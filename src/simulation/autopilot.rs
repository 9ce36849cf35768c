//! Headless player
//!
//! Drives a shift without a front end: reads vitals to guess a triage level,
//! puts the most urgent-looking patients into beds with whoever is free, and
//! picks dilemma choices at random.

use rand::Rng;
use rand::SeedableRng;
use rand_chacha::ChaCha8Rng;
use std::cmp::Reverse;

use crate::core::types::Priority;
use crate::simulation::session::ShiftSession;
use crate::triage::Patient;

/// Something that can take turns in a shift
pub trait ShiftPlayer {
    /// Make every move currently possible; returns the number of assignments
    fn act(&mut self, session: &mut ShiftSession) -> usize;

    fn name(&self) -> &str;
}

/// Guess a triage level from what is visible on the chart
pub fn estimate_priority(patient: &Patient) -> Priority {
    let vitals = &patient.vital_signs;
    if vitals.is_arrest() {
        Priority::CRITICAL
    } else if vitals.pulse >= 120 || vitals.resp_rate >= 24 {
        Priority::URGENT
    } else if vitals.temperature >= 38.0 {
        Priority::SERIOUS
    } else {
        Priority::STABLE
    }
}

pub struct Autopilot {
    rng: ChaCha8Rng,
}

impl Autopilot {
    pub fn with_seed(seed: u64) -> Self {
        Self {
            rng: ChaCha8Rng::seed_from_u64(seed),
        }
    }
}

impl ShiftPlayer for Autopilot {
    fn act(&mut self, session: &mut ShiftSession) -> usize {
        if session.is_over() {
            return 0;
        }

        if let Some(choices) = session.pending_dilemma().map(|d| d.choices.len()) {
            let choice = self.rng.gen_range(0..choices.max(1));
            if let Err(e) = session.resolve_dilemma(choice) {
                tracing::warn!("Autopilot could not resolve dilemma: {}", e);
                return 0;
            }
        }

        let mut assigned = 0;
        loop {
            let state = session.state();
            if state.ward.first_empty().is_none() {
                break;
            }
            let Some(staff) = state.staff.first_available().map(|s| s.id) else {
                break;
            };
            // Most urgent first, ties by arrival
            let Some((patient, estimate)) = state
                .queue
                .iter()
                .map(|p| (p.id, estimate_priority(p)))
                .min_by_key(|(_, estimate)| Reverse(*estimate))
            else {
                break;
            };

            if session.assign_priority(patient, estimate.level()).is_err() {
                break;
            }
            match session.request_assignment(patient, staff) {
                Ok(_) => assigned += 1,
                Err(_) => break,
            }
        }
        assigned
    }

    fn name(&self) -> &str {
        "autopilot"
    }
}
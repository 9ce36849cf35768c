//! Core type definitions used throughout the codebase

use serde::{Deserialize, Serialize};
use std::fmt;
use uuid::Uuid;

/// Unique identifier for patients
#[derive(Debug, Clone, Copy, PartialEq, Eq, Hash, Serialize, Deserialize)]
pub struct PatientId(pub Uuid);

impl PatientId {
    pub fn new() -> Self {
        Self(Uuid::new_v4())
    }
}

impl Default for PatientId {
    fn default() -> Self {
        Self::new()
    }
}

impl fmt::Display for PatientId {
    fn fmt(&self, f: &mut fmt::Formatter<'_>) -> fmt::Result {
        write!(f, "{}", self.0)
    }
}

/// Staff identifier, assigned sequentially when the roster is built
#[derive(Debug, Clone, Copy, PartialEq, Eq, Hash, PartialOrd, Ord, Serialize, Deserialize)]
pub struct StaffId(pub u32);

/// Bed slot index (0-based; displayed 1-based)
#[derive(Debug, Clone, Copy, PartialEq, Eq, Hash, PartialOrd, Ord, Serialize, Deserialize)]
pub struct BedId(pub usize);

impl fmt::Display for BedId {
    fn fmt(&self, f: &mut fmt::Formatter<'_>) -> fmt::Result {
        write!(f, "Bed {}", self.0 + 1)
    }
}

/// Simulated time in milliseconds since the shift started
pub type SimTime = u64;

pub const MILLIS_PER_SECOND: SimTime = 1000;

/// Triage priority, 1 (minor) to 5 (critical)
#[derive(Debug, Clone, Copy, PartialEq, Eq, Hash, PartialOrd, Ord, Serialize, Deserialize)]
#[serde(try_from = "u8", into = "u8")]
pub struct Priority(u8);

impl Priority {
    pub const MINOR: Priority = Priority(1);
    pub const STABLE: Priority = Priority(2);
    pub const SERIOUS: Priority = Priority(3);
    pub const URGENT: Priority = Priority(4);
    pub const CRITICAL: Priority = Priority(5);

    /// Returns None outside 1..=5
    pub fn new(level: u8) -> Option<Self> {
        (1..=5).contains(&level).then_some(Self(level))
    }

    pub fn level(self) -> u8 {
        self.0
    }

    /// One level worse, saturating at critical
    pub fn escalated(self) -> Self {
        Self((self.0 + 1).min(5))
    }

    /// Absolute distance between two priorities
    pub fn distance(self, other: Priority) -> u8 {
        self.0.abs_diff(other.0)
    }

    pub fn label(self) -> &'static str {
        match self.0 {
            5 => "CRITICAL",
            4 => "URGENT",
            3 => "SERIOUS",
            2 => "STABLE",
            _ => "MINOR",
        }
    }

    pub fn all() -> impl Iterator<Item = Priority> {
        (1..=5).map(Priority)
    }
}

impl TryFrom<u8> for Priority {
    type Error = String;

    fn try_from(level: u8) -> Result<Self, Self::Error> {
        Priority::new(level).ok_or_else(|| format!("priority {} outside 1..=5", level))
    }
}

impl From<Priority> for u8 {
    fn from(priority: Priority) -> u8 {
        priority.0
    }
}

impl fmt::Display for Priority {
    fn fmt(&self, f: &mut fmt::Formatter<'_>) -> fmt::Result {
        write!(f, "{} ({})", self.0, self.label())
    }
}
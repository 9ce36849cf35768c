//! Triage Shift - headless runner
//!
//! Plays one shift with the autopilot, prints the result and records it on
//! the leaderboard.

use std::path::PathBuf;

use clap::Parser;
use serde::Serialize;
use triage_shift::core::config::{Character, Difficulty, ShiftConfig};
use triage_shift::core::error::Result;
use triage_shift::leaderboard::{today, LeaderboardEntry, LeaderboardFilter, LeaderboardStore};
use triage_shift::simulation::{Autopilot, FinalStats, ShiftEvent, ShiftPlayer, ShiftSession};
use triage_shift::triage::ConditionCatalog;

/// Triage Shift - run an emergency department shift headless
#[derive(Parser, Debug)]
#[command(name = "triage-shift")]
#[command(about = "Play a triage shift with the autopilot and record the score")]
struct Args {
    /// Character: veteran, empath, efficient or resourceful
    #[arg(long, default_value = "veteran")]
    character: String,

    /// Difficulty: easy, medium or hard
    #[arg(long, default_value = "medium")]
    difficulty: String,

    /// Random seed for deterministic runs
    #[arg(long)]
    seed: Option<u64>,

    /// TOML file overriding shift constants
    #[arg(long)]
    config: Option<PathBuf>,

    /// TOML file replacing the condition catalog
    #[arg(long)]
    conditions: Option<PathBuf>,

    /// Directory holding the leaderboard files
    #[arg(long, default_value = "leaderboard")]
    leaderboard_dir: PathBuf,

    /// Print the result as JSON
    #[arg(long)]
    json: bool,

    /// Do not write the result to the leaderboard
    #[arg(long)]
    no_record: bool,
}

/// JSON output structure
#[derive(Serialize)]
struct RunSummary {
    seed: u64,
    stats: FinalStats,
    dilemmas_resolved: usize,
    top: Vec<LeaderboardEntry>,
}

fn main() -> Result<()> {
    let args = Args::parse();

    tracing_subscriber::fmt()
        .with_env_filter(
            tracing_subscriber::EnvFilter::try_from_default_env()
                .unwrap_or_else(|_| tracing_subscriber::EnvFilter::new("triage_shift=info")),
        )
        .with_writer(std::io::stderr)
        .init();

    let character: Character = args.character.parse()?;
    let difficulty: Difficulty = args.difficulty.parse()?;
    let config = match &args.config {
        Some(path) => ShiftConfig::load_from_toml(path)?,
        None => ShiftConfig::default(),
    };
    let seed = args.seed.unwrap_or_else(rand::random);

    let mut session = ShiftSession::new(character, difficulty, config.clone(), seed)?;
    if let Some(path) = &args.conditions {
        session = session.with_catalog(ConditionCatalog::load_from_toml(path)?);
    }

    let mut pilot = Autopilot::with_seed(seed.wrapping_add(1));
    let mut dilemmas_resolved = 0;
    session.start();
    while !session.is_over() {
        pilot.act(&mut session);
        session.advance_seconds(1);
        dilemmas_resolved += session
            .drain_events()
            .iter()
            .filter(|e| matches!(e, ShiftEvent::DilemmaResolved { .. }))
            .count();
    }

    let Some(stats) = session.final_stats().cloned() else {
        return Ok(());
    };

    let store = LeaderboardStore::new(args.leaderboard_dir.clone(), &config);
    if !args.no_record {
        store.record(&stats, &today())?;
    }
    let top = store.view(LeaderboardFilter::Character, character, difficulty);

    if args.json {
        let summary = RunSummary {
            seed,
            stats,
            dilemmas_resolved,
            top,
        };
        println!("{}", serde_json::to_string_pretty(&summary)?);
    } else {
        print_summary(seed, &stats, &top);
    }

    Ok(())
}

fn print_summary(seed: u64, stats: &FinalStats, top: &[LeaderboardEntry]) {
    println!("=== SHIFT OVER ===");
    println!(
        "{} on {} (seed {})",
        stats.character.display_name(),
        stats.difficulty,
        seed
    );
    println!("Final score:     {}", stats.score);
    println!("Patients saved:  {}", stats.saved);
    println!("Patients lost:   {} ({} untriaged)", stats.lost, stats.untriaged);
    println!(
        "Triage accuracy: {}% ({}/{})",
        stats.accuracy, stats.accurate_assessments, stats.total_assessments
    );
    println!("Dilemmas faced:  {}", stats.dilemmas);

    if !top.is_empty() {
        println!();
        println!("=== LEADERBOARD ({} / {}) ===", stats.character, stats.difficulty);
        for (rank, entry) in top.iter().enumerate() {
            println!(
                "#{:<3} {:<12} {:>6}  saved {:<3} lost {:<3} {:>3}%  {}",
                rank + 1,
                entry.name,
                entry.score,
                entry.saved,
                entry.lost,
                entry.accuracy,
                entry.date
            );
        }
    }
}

--------------------

Your answer should consist solely of the lines above from the line with "if session.assign_priority(patient, estimate.level()).is_err()" to the line with "use uuid::Uuid;", both included, reproduced exactly.

            if session.assign_priority(patient, estimate.level()).is_err() {
                break;
            }
            match session.request_assignment(patient, staff) {
                Ok(_) => assigned += 1,
                Err(_) => break,
            }
        }
        assigned
    }

    fn name(&self) -> &str {
        "autopilot"
    }
}
repository 9ce36849cf35768c
//! Core type definitions used throughout the codebase

use serde::{Deserialize, Serialize};
use std::fmt;
use uuid::Uuid;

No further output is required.